The latest incident was last week when the Mayor, decided to pull the approval of a settlement of a lawsuit to the top of the agenda, so that it could be voted on before Sal Tinajero left for another (presumably more important) engagement. This had to be done because without Tinajero’s participation, the council would not have had enough members present to vote on the issue. Pulido, Alvarez, and Sarmiento had conflicts of interest and could not participate.
All would have been fine up to this point if the interim meeting chair, Carlos Bustamante, had simply asked for any public comment related to the agreement. That didn’t happen. So without debate or further discussion the Council voted 4-0 to approve the settlement agreement.
The Brown Act requires that members of the public be allowed to address the Council before, or at the time of consideration of, any item on the agenda. It really is that simple, but they couldn’t even make Tinajero wait to hear any comments on that specific issue before voting. It seems they don’t really care what the public has to say, or that they even have a right to say it before they vote. Adam Elmahrek has more here at the Voice of OC.

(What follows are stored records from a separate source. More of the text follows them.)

use async_trait::async_trait;
use shared::protocol::{Command, CommandKind, EventKind};

use super::unexpected;
use crate::{
    layout::LayoutFacade,
    saga::{CommandHandler, HandlerError, SagaContext},
    store::Mutation,
};

pub(super) const COMMANDS: &[&str] = &[
    "GDC.DASH/CMD.UI.SELECT_WIDGET",
    "GDC.DASH/CMD.UI.SET_FILTER_BAR_EXPANDED",
];

/// Transient presentation state. These commands never enter the undo history.
pub(super) struct UiHandler;

#[async_trait(?Send)]
impl CommandHandler for UiHandler {
    async fn handle(&self, ctx: &SagaContext, command: &Command) -> Result<EventKind, HandlerError> {
        match &command.kind {
            CommandKind::SelectWidget { widget_ref } => {
                if let Some(widget_ref) = widget_ref {
                    let state = ctx.state();
                    if !LayoutFacade::new(&state.layout).contains_ref(widget_ref) {
                        return Err(HandlerError::invalid(format!(
                            "widget {widget_ref} does not exist"
                        )));
                    }
                }
                ctx.commit(Mutation::SelectWidget {
                    widget_ref: widget_ref.clone(),
                })?;
                Ok(EventKind::WidgetSelected {
                    widget_ref: widget_ref.clone(),
                })
            }
            CommandKind::SetFilterBarExpanded { expanded } => {
                ctx.commit(Mutation::SetFilterBarExpanded {
                    expanded: *expanded,
                })?;
                Ok(EventKind::FilterBarExpandedChanged {
                    expanded: *expanded,
                })
            }
            _ => Err(unexpected(command)),
        }
    }
}
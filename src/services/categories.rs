//! Category Service
//!
//! CRUD against `/api/categories`.

use serde::Serialize;

use super::{get_json, send_empty, send_json, ApiError};
use crate::models::{slugify, Category, CategoryStatus};

const CATEGORIES_ENDPOINT: &str = "/api/categories";

/// Create/update payload
#[derive(Debug, Clone, PartialEq, Serialize)]
#[serde(rename_all = "camelCase")]
pub struct CategoryInput {
    pub name: String,
    pub slug: String,
    pub parent_id: Option<u32>,
    pub status: CategoryStatus,
    pub sort_order: i32,
}

impl CategoryInput {
    /// Blank slug falls back to one derived from the name
    pub fn new(name: &str, slug: &str, parent_id: Option<u32>, status: CategoryStatus, sort_order: i32) -> Self {
        let slug = if slug.trim().is_empty() { slugify(name) } else { slugify(slug) };
        Self {
            name: name.trim().to_string(),
            slug,
            parent_id,
            status,
            sort_order,
        }
    }

}

fn category_endpoint(id: u32) -> String {
    format!("{}/{}", CATEGORIES_ENDPOINT, id)
}

pub async fn list_categories() -> Result<Vec<Category>, ApiError> {
    get_json(CATEGORIES_ENDPOINT).await
}

pub async fn create_category(input: &CategoryInput) -> Result<Category, ApiError> {
    send_json("POST", CATEGORIES_ENDPOINT, input).await
}

pub async fn update_category(id: u32, input: &CategoryInput) -> Result<Category, ApiError> {
    send_json("PUT", &category_endpoint(id), input).await
}

pub async fn delete_category(id: u32) -> Result<(), ApiError> {
    send_empty("DELETE", &category_endpoint(id)).await
}

#[cfg(test)]
mod tests {
    use super::*;

    #[test]
    fn test_input_derives_slug() {
        let input = CategoryInput::new("  Home Decor ", "", None, CategoryStatus::Active, 3);
        assert_eq!(input.name, "Home Decor");
        assert_eq!(input.slug, "home-decor");

        let input = CategoryInput::new("Home Decor", "Decor & More", Some(1), CategoryStatus::Inactive, 0);
        assert_eq!(input.slug, "decor-more");
    }

    #[test]
    fn test_input_wire_format() {
        let input = CategoryInput::new("Audio", "audio", Some(1), CategoryStatus::Active, 2);
        let json = serde_json::to_value(&input).unwrap();
        assert_eq!(json["parentId"], 1);
        assert_eq!(json["sortOrder"], 2);
        assert_eq!(json["status"], "active");
        assert_eq!(category_endpoint(9), "/api/categories/9");
    }
}
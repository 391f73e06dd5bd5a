//! Breadcrumbs Component
//!
//! Trail for the current URL; hidden when there is only one crumb.

use leptos::prelude::*;

use crate::breadcrumb::{build_breadcrumbs, should_render};
use crate::route::{use_router, Link};

#[component]
pub fn Breadcrumbs() -> impl IntoView {
    let router = use_router();
    let crumbs = Memo::new(move |_| build_breadcrumbs(&router.path()));

    move || {
        let items = crumbs.get();
        should_render(&items).then(|| {
            view! {
                <nav class="breadcrumbs" aria-label="Breadcrumb">
                    <ol>
                        {items.into_iter().map(|item| match item.href {
                            Some(href) => view! {
                                <li class="crumb"><Link href=href>{item.label}</Link></li>
                            }.into_any(),
                            None => view! {
                                <li class="crumb current" aria-current="page">{item.label}</li>
                            }.into_any(),
                        }).collect_view()}
                    </ol>
                </nav>
            }
        })
    }
}
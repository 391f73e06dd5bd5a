//! Multi-Step Wizard
//!
//! Linear step navigation with per-step validation, shared by the vendor
//! onboarding and checker registration flows.

use std::marker::PhantomData;

/// A step in a fixed, ordered flow
pub trait WizardStep: Copy + Eq + Send + Sync + 'static {
    /// All steps in display order
    const ALL: &'static [Self];

    fn title(&self) -> &'static str;
}

/// Form data that can be checked one step at a time
pub trait StepForm<S: WizardStep> {
    fn validate_step(&self, step: S) -> Vec<FieldError>;
}

#[derive(Debug, Clone, PartialEq, Eq)]
pub struct FieldError {
    pub field: &'static str,
    pub message: String,
}

impl FieldError {
    pub fn new(field: &'static str, message: impl Into<String>) -> Self {
        Self {
            field,
            message: message.into(),
        }
    }
}

/// Result of a successful `next()`
#[derive(Debug, Clone, Copy, PartialEq, Eq)]
pub enum Advance<S> {
    Moved(S),
    /// The last step validated; the form can be submitted
    Complete,
}

#[derive(Debug, Clone, Copy, PartialEq, Eq)]
pub enum StepStatus {
    Done,
    Current,
    Upcoming,
}

#[derive(Debug, Clone, Copy, PartialEq, Eq)]
pub struct Wizard<S> {
    index: usize,
    /// Furthest step reached; earlier steps may be revisited freely
    furthest: usize,
    _step: PhantomData<S>,
}

impl<S: WizardStep> Default for Wizard<S> {
    fn default() -> Self {
        Self::new()
    }
}

impl<S: WizardStep> Wizard<S> {
    pub fn new() -> Self {
        Self {
            index: 0,
            furthest: 0,
            _step: PhantomData,
        }
    }

    pub fn current(&self) -> S {
        S::ALL[self.index]
    }

    pub fn is_first(&self) -> bool {
        self.index == 0
    }

    pub fn is_last(&self) -> bool {
        self.index + 1 == S::ALL.len()
    }

    /// Validate the current step and move forward when it passes
    pub fn next<F: StepForm<S>>(&mut self, form: &F) -> Result<Advance<S>, Vec<FieldError>> {
        let errors = form.validate_step(self.current());
        if !errors.is_empty() {
            return Err(errors);
        }
        if self.is_last() {
            return Ok(Advance::Complete);
        }
        self.index += 1;
        self.furthest = self.furthest.max(self.index);
        Ok(Advance::Moved(self.current()))
    }

    /// Step back; a no-op on the first step
    pub fn back(&mut self) -> S {
        self.index = self.index.saturating_sub(1);
        self.current()
    }

    /// Jump to a step already reached. Returns false for steps not yet unlocked.
    pub fn go_to(&mut self, step: S) -> bool {
        match S::ALL.iter().position(|s| *s == step) {
            Some(i) if i <= self.furthest => {
                self.index = i;
                true
            }
            _ => false,
        }
    }

    pub fn status(&self, step: S) -> StepStatus {
        let i = S::ALL.iter().position(|s| *s == step).unwrap_or(usize::MAX);
        if i == self.index {
            StepStatus::Current
        } else if i < self.index || i <= self.furthest {
            StepStatus::Done
        } else {
            StepStatus::Upcoming
        }
    }

    /// (1-based current step, total steps)
    pub fn progress(&self) -> (usize, usize) {
        (self.index + 1, S::ALL.len())
    }

    pub fn progress_percent(&self) -> u32 {
        let (current, total) = self.progress();
        (current * 100 / total) as u32
    }
}

// ========================
// Field Validators
// ========================

pub fn require(errors: &mut Vec<FieldError>, field: &'static str, value: &str, label: &str) {
    if value.trim().is_empty() {
        errors.push(FieldError::new(field, format!("{} is required", label)));
    }
}

/// Loose `local@domain.tld` shape check
pub fn is_valid_email(email: &str) -> bool {
    let email = email.trim();
    match email.split_once('@') {
        Some((local, domain)) => {
            !local.is_empty()
                && !domain.contains('@')
                && domain.contains('.')
                && !domain.starts_with('.')
                && !domain.ends_with('.')
                && !email.contains(char::is_whitespace)
        }
        None => false,
    }
}

pub fn is_digits(value: &str, min: usize, max: usize) -> bool {
    let value = value.trim();
    (min..=max).contains(&value.len()) && value.chars().all(|c| c.is_ascii_digit())
}

#[cfg(test)]
mod tests {
    use super::*;

    #[derive(Debug, Clone, Copy, PartialEq, Eq)]
    enum Step {
        One,
        Two,
        Three,
    }

    impl WizardStep for Step {
        const ALL: &'static [Self] = &[Step::One, Step::Two, Step::Three];

        fn title(&self) -> &'static str {
            match self {
                Step::One => "One",
                Step::Two => "Two",
                Step::Three => "Three",
            }
        }
    }

    struct Form {
        name: String,
    }

    impl StepForm<Step> for Form {
        fn validate_step(&self, step: Step) -> Vec<FieldError> {
            let mut errors = Vec::new();
            if step == Step::One {
                require(&mut errors, "name", &self.name, "Name");
            }
            errors
        }
    }

    #[test]
    fn test_next_blocks_on_invalid_step() {
        let mut wizard = Wizard::<Step>::new();
        let form = Form { name: " ".into() };
        let errors = wizard.next(&form).unwrap_err();
        assert_eq!(errors, vec![FieldError::new("name", "Name is required")]);
        assert_eq!(wizard.current(), Step::One);
    }

    #[test]
    fn test_walk_to_completion() {
        let mut wizard = Wizard::<Step>::new();
        let form = Form { name: "Acme".into() };
        assert_eq!(wizard.next(&form), Ok(Advance::Moved(Step::Two)));
        assert_eq!(wizard.next(&form), Ok(Advance::Moved(Step::Three)));
        assert!(wizard.is_last());
        assert_eq!(wizard.next(&form), Ok(Advance::Complete));
        assert_eq!(wizard.progress(), (3, 3));
        assert_eq!(wizard.progress_percent(), 100);
    }

    #[test]
    fn test_back_and_go_to() {
        let mut wizard = Wizard::<Step>::new();
        let form = Form { name: "Acme".into() };
        assert_eq!(wizard.back(), Step::One);
        assert!(!wizard.go_to(Step::Three));

        wizard.next(&form).unwrap();
        wizard.next(&form).unwrap();
        assert_eq!(wizard.back(), Step::Two);
        assert_eq!(wizard.status(Step::Three), StepStatus::Done);
        assert!(wizard.go_to(Step::Three));
        assert!(wizard.go_to(Step::One));
        assert_eq!(wizard.status(Step::One), StepStatus::Current);
        assert!(wizard.is_first());
    }

    #[test]
    fn test_status_of_fresh_wizard() {
        let wizard = Wizard::<Step>::new();
        assert_eq!(wizard.status(Step::One), StepStatus::Current);
        assert_eq!(wizard.status(Step::Two), StepStatus::Upcoming);
    }

    #[test]
    fn test_validators() {
        assert!(is_valid_email("seller@shop.in"));
        assert!(!is_valid_email("seller@shop"));
        assert!(!is_valid_email("@shop.in"));
        assert!(!is_valid_email("a b@shop.in"));
        assert!(is_digits("9876543210", 10, 10));
        assert!(!is_digits("98765-4321", 10, 10));
    }
}
//! Backend Service Wrappers
//!
//! Thin async clients for the marketplace REST API, organized by domain.
//! Domains without a live endpoint serve fixtures from `mock`.

mod analytics;
mod categories;
mod checkers;
mod orders;
mod products;
mod session;
mod vendors;

use serde::de::DeserializeOwned;
use serde::Serialize;
use wasm_bindgen::{JsCast, JsValue};
use wasm_bindgen_futures::JsFuture;
use web_sys::{Request, RequestInit, RequestMode, Response};

use crate::auth::AuthStore;
use crate::storage::KeyValueStore;
use crate::config::app_config;
use crate::route::hard_redirect;

// Re-export all public items
pub use analytics::*;
pub use categories::*;
pub use checkers::*;
pub use orders::*;
pub use products::*;
pub use session::*;
pub use vendors::*;

#[derive(thiserror::Error, Debug, Clone, PartialEq, Eq)]
pub enum ApiError {
    #[error("network error: {0}")]
    Network(String),
    #[error("session expired")]
    Unauthorized,
    #[error("request failed with status {status}: {message}")]
    Status { status: u16, message: String },
    #[error("failed to decode response: {0}")]
    Decode(String),
    #[error("failed to encode request: {0}")]
    Encode(String),
    #[error("no browser window")]
    NoWindow,
}

/// How a response status is handled
#[derive(Debug, Clone, Copy, PartialEq, Eq)]
pub enum StatusClass {
    Success,
    /// Forces logout
    Unauthorized,
    Failed,
}

pub fn classify_status(status: u16) -> StatusClass {
    match status {
        200..=299 => StatusClass::Success,
        401 => StatusClass::Unauthorized,
        _ => StatusClass::Failed,
    }
}

pub fn bearer_header(token: &str) -> String {
    format!("Bearer {}", token)
}

fn js_error(e: JsValue) -> ApiError {
    ApiError::Network(e.as_string().unwrap_or_else(|| format!("{:?}", e)))
}

// ========================
// Request Plumbing
// ========================

/// Issue a request with the stored bearer token attached.
///
/// A 401 clears stored auth and hard-redirects to the login page. No retry.
pub async fn authenticated_fetch(method: &str, endpoint: &str, body: Option<String>) -> Result<Response, ApiError> {
    fetch(method, endpoint, body, true).await
}

/// Request without credentials (login). A 401 is returned as an error only.
pub async fn anonymous_fetch(method: &str, endpoint: &str, body: Option<String>) -> Result<Response, ApiError> {
    fetch(method, endpoint, body, false).await
}

async fn fetch(method: &str, endpoint: &str, body: Option<String>, authenticated: bool) -> Result<Response, ApiError> {
    let config = app_config();
    let url = config.api_url(endpoint);

    let init = RequestInit::new();
    init.set_method(method);
    init.set_mode(RequestMode::Cors);
    if let Some(body) = body.as_deref() {
        init.set_body(&JsValue::from_str(body));
    }

    let request = Request::new_with_str_and_init(&url, &init).map_err(js_error)?;
    let headers = request.headers();
    headers.set("Accept", "application/json").map_err(js_error)?;
    if body.is_some() {
        headers.set("Content-Type", "application/json").map_err(js_error)?;
    }
    if authenticated {
        if let Some(token) = AuthStore::browser().and_then(|store| store.token()) {
            headers.set("Authorization", &bearer_header(&token)).map_err(js_error)?;
        }
    }

    let window = web_sys::window().ok_or(ApiError::NoWindow)?;
    let value = JsFuture::from(window.fetch_with_request(&request)).await.map_err(js_error)?;
    let response: Response = value.dyn_into().map_err(js_error)?;

    match classify_status(response.status()) {
        StatusClass::Success => Ok(response),
        StatusClass::Unauthorized if !authenticated => Err(ApiError::Unauthorized),
        StatusClass::Unauthorized => {
            log::warn!("{} {} returned 401, signing out", method, endpoint);
            match AuthStore::browser() {
                Some(store) => hard_redirect(sign_out_on_unauthorized(&store)),
                None => hard_redirect(&config.login_path),
            }
            Err(ApiError::Unauthorized)
        }
        StatusClass::Failed => {
            let status = response.status();
            let message = response_text(&response).await.unwrap_or_default();
            log::error!("{} {} failed: {} {}", method, endpoint, status, message);
            Err(ApiError::Status { status, message })
        }
    }
}

/// Drop stored auth after a 401; returns where the browser goes next
fn sign_out_on_unauthorized<L: KeyValueStore, S: KeyValueStore>(store: &AuthStore<L, S>) -> &'static str {
    store.clear_auth();
    &app_config().login_path
}

async fn response_text(response: &Response) -> Result<String, ApiError> {
    let promise = response.text().map_err(js_error)?;
    let value = JsFuture::from(promise).await.map_err(js_error)?;
    Ok(value.as_string().unwrap_or_default())
}

async fn decode_json<T: DeserializeOwned>(response: Response) -> Result<T, ApiError> {
    let promise = response.json().map_err(|e| ApiError::Decode(format!("{:?}", e)))?;
    let value = JsFuture::from(promise)
        .await
        .map_err(|e| ApiError::Decode(format!("{:?}", e)))?;
    serde_wasm_bindgen::from_value(value).map_err(|e| ApiError::Decode(e.to_string()))
}

pub async fn get_json<T: DeserializeOwned>(endpoint: &str) -> Result<T, ApiError> {
    let response = authenticated_fetch("GET", endpoint, None).await?;
    decode_json(response).await
}

pub async fn send_json<B: Serialize, T: DeserializeOwned>(method: &str, endpoint: &str, body: &B) -> Result<T, ApiError> {
    let body = serde_json::to_string(body).map_err(|e| ApiError::Encode(e.to_string()))?;
    let response = authenticated_fetch(method, endpoint, Some(body)).await?;
    decode_json(response).await
}

/// POST without credentials
pub async fn post_json_anonymous<B: Serialize, T: DeserializeOwned>(endpoint: &str, body: &B) -> Result<T, ApiError> {
    let body = serde_json::to_string(body).map_err(|e| ApiError::Encode(e.to_string()))?;
    let response = anonymous_fetch("POST", endpoint, Some(body)).await?;
    decode_json(response).await
}

/// Request whose response body is ignored
pub async fn send_empty(method: &str, endpoint: &str) -> Result<(), ApiError> {
    authenticated_fetch(method, endpoint, None).await.map(|_| ())
}

/// Stand-in for network latency in mock services
pub(crate) async fn simulate_latency() {
    gloo_timers::future::TimeoutFuture::new(app_config().mock_latency_ms).await;
}

#[cfg(test)]
mod tests {
    use super::*;

    #[test]
    fn test_classify_status() {
        assert_eq!(classify_status(200), StatusClass::Success);
        assert_eq!(classify_status(204), StatusClass::Success);
        assert_eq!(classify_status(401), StatusClass::Unauthorized);
        assert_eq!(classify_status(403), StatusClass::Failed);
        assert_eq!(classify_status(500), StatusClass::Failed);
    }

    #[test]
    fn test_bearer_header() {
        assert_eq!(bearer_header("abc"), "Bearer abc");
    }

    #[test]
    fn test_unauthorized_clears_both_backends() {
        use crate::models::User;
        use crate::storage::MemoryStorage;

        let (local, session) = (MemoryStorage::new(), MemoryStorage::new());
        let store = AuthStore::new(&local, &session);
        let user = User {
            id: "1".into(),
            email: "ops@shop.test".into(),
            name: "Ops".into(),
            role: "admin".into(),
        };
        store.store_auth("remembered", &user, true).unwrap();
        session.set(crate::auth::TOKEN_KEY, "tab").unwrap();

        assert_eq!(sign_out_on_unauthorized(&store), "/admin/login");
        assert_eq!(store.get_stored_auth(), None);
        assert!(!store.is_authenticated());
        assert_eq!(session.get(crate::auth::TOKEN_KEY), None);
    }

    #[test]
    fn test_error_messages() {
        let err = ApiError::Status {
            status: 422,
            message: "slug taken".into(),
        };
        assert_eq!(err.to_string(), "request failed with status 422: slug taken");
        assert_eq!(ApiError::Unauthorized.to_string(), "session expired");
    }
}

Then we have the matter of requiring speakers to publicly state their address at the time they give public comment. Even though the Council’s own speakers card indicates that providing such information if purely voluntary, the Mayor continues to demand that speakers state their address. He does not say that his request is simply a request and that it is not required; he calls the name of the speaker’s and says “please state your address.”
So much for a more transparent and law abiding City Council.